Tripoli, 21 January 2013:
A series of meetings were held on Saturday and Sunday involving the leaders of the capital’s military councils . . .[restrict]as well as battalions and back-up and special security teams at Mitiga airbase. It is reported that they agreed to find solutions to concerns over law and order in the city and to respond strongly against anyone who tries to undermine its security, disrupt people’s work or close roads.
It is also reported that they further agreed that battalions from outside Tripoli must leave and that the Al-Qaaqaa battalion had three days to hand over a number of wanted men.
The meetings follow the killing of a man from Tripoli’s Zawiat Al-Dahmani district and complaints from the leader of Tripoli local council, Sadat Elbadri, about the activities of militias from outside the city. He went on television on Friday night to broadcast them.

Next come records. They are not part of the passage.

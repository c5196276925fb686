use metrics_exporter_prometheus::BuildError;
use service_discovery::{BackendError, ConfigError, MetricsError, RegistryError};
use thiserror::Error;

/// Enumeration of errors that stop the sidecar.
#[derive(Error, Debug)]
pub enum SidecarError {
    #[error("invalid configuration: {0}")]
    Config(#[from] envconfig::Error),
    #[error("invalid service configuration: {0}")]
    Service(#[from] ConfigError),
    #[error("failed to create registry client: {0}")]
    Backend(#[from] BackendError),
    #[error("failed to install metrics recorder: {0}")]
    Recorder(#[from] BuildError),
    #[error(transparent)]
    Registry(#[from] RegistryError),
    #[error("metrics endpoint failed: {0}")]
    Metrics(#[from] MetricsError),
}
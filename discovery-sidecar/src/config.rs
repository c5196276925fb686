use std::str::FromStr;
use std::time;

use envconfig::Envconfig;
use service_discovery::consul::ConsulConfig;

#[derive(Envconfig, Clone)]
pub struct Config {
    #[envconfig(from = "LISTEN_ADDRESS", default = "0.0.0.0:3300")]
    pub listen_address: String,

    #[envconfig(from = "SERVICE_NAME")]
    pub service_name: String,

    #[envconfig(from = "SERVICE_ID")]
    pub service_id: Option<String>,

    #[envconfig(from = "SERVICE_TAGS", default = "")]
    pub service_tags: CommaSeparated,

    #[envconfig(from = "SERVICE_VERSION", default = "")]
    pub service_version: String,

    #[envconfig(from = "MONITOR_PORT", default = "9100")]
    pub monitor_port: u16,

    #[envconfig(from = "METRICS_SERVICE_ID")]
    pub metrics_service_id: Option<String>,

    #[envconfig(from = "HEALTH_CHECK_INTERVAL_MS", default = "2000")]
    pub health_check_interval: EnvMsDuration,

    /// Refuse to start when no port can be read from the listen address.
    #[envconfig(from = "REQUIRE_SERVICE_PORT", default = "true")]
    pub require_service_port: bool,

    #[envconfig(nested = true)]
    pub consul: ConsulConfig,
}

impl Config {
    /// The registration id, defaulting to the service name.
    pub fn service_id(&self) -> &str {
        self.service_id.as_deref().unwrap_or(&self.service_name)
    }

    pub fn metrics_service_id(&self) -> String {
        match &self.metrics_service_id {
            Some(id) => id.clone(),
            None => format!("{}-prom", self.service_id()),
        }
    }

    pub fn tags(&self) -> Vec<String> {
        self.service_tags.0.clone()
    }
}

#[derive(Debug, Clone, Copy)]
pub struct EnvMsDuration(pub time::Duration);

#[derive(Debug, PartialEq, Eq)]
pub struct ParseEnvMsDurationError;

impl FromStr for EnvMsDuration {
    type Err = ParseEnvMsDurationError;

    fn from_str(s: &str) -> Result<Self, Self::Err> {
        let ms = s.parse::<u64>().map_err(|_| ParseEnvMsDurationError)?;

        Ok(EnvMsDuration(time::Duration::from_millis(ms)))
    }
}

/// A comma separated list, blanks dropped, order kept.
#[derive(Debug, Clone, Default, PartialEq, Eq)]
pub struct CommaSeparated(pub Vec<String>);

impl FromStr for CommaSeparated {
    type Err = std::convert::Infallible;

    fn from_str(s: &str) -> Result<Self, Self::Err> {
        Ok(CommaSeparated(
            s.split(',')
                .map(str::trim)
                .filter(|value| !value.is_empty())
                .map(str::to_owned)
                .collect(),
        ))
    }
}

#[cfg(test)]
mod tests {
    use super::*;
    use std::collections::HashMap;

    fn env(pairs: &[(&str, &str)]) -> HashMap<String, String> {
        pairs
            .iter()
            .map(|(key, value)| (key.to_string(), value.to_string()))
            .collect()
    }

    #[test]
    fn defaults() {
        let config = Config::init_from_hashmap(&env(&[("SERVICE_NAME", "billing")])).unwrap();

        assert_eq!(config.listen_address, "0.0.0.0:3300");
        assert_eq!(config.service_id(), "billing");
        assert_eq!(config.metrics_service_id(), "billing-prom");
        assert!(config.tags().is_empty());
        assert_eq!(config.service_version, "");
        assert_eq!(config.monitor_port, 9100);
        assert_eq!(
            config.health_check_interval.0,
            time::Duration::from_millis(2000)
        );
        assert!(config.require_service_port);
        assert_eq!(config.consul.address, "127.0.0.1:8500");
        assert_eq!(config.consul.token, None);
    }

    #[test]
    fn overrides() {
        let config = Config::init_from_hashmap(&env(&[
            ("SERVICE_NAME", "billing"),
            ("SERVICE_ID", "billing-7"),
            ("SERVICE_TAGS", "api, eu-west ,,canary"),
            ("SERVICE_VERSION", "v1.2.0"),
            ("METRICS_SERVICE_ID", "billing-metrics"),
            ("HEALTH_CHECK_INTERVAL_MS", "1500"),
            ("REQUIRE_SERVICE_PORT", "false"),
            ("CONSUL_HTTP_ADDR", "consul.internal:8500"),
            ("CONSUL_HTTP_TOKEN", "secret"),
        ]))
        .unwrap();

        assert_eq!(config.service_id(), "billing-7");
        assert_eq!(config.metrics_service_id(), "billing-metrics");
        assert_eq!(config.tags(), vec!["api", "eu-west", "canary"]);
        assert_eq!(
            config.health_check_interval.0,
            time::Duration::from_millis(1500)
        );
        assert!(!config.require_service_port);
        assert_eq!(config.consul.address, "consul.internal:8500");
        assert_eq!(config.consul.token.as_deref(), Some("secret"));
    }

    #[test]
    fn service_name_is_required() {
        assert!(Config::init_from_hashmap(&env(&[])).is_err());
    }

    #[test]
    fn parse_ms_duration() {
        assert_eq!(
            "250".parse::<EnvMsDuration>().unwrap().0,
            time::Duration::from_millis(250)
        );
        assert_eq!(
            "two seconds".parse::<EnvMsDuration>().unwrap_err(),
            ParseEnvMsDurationError
        );
    }
}
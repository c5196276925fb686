use std::future::Future;
use std::sync::Arc;

use tracing::{error, warn};

use service_discovery::metrics::MetricsTask;
use service_discovery::{heartbeat, Discovery, MetricsError, RegistryBackend};

use crate::config::Config;
use crate::error::SidecarError;

pub mod config;
pub mod error;
pub mod probe;

/// Build the facade for `config`, strict or lenient about the listen address
/// as `REQUIRE_SERVICE_PORT` asks.
pub fn discovery(
    config: &Config,
    enabled: bool,
    backend: Arc<dyn RegistryBackend>,
) -> Result<Discovery, SidecarError> {
    if config.require_service_port {
        Ok(Discovery::new(
            enabled,
            &config.listen_address,
            backend,
            &config.service_name,
            config.service_id(),
        )?)
    } else {
        Ok(Discovery::new_lenient(
            enabled,
            &config.listen_address,
            backend,
            &config.service_name,
            config.service_id(),
        ))
    }
}

/// Resolve only if the metrics listener dies, which is fatal to the sidecar.
async fn supervise(task: Option<&mut MetricsTask>) -> MetricsError {
    let Some(task) = task else {
        return std::future::pending().await;
    };

    match task.finished().await {
        Ok(()) => MetricsError::Shutdown,
        Err(err) => err,
    }
}

fn stop_listener(task: Option<&mut MetricsTask>) {
    if let Some(task) = task {
        task.shutdown();
    }
}

/// Run the whole registration lifecycle: start metrics, register, report
/// health until `shutdown` resolves or the metrics listener dies, then
/// deregister and stop metrics.
///
/// Whatever was set up before a failure is torn down before the error is
/// returned, so a rejected registration does not leave the metrics endpoint
/// registered or listening.
pub async fn run<F>(config: &Config, mut discovery: Discovery, shutdown: F) -> Result<(), SidecarError>
where
    F: Future<Output = ()>,
{
    let interval = heartbeat::check_interval(config.health_check_interval.0)?;

    let started = discovery
        .start_metrics(config.monitor_port, &config.metrics_service_id())
        .await;
    let mut metrics_task = discovery.take_metrics_task();
    if let Err(err) = started {
        stop_listener(metrics_task.as_mut());
        return Err(err.into());
    }

    if let Err(err) = discovery
        .register(config.tags(), &config.service_version)
        .await
    {
        if let Err(cleanup) = discovery.stop_metrics().await {
            warn!("failed to clean up after registration failure: {}", cleanup);
        }
        stop_listener(metrics_task.as_mut());
        return Err(err.into());
    }

    let target = probe::target(&config.listen_address);
    let target = target.as_str();

    let outcome: Result<(), SidecarError> = tokio::select! {
        result = heartbeat::run(&discovery, interval, move || probe::tcp(target, interval), shutdown) => {
            result.map_err(SidecarError::from)
        }
        err = supervise(metrics_task.as_mut()) => {
            error!("{}, shutting down", err);
            Err(err.into())
        }
    };

    let deregistered = discovery.deregister().await;
    let metrics_stopped = discovery.stop_metrics().await;
    stop_listener(metrics_task.as_mut());

    outcome?;
    deregistered?;
    metrics_stopped?;

    Ok(())
}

The dead man, a well-known and respected former revolutionary who has been named as Tohamy Duaibi, was shot a fortnight ago. He and friends were staying out late on a farm by the Airport Road. He was shot in the abdomen when four armed men arrived at the property around midnight, ordered everyone to lie on the ground and he refused. He was rushed for treatment in Tunisia but died there last Friday. His funeral was held on Saturday.
On the same day that he died, a protest against drug usage and dealers took place initially in Algeria Square, but later because of its size moved on to Martyrs’ Square. It had been approved by the authorities. However, a heavily armed security detachment from outside Tripoli unexpectedly installed itself outside the council building in Algeria Square in the mid afternoon saying it was there to “police” the event. Insignia on its armoured vehicles proclaimed it to be the “Thunderbolt Battalion” from the Ministry of Defence.
Their presence angered locals who saw it as a provocation. Others were also angry because they believed the brigade to be linked to the men who killed Duaibi.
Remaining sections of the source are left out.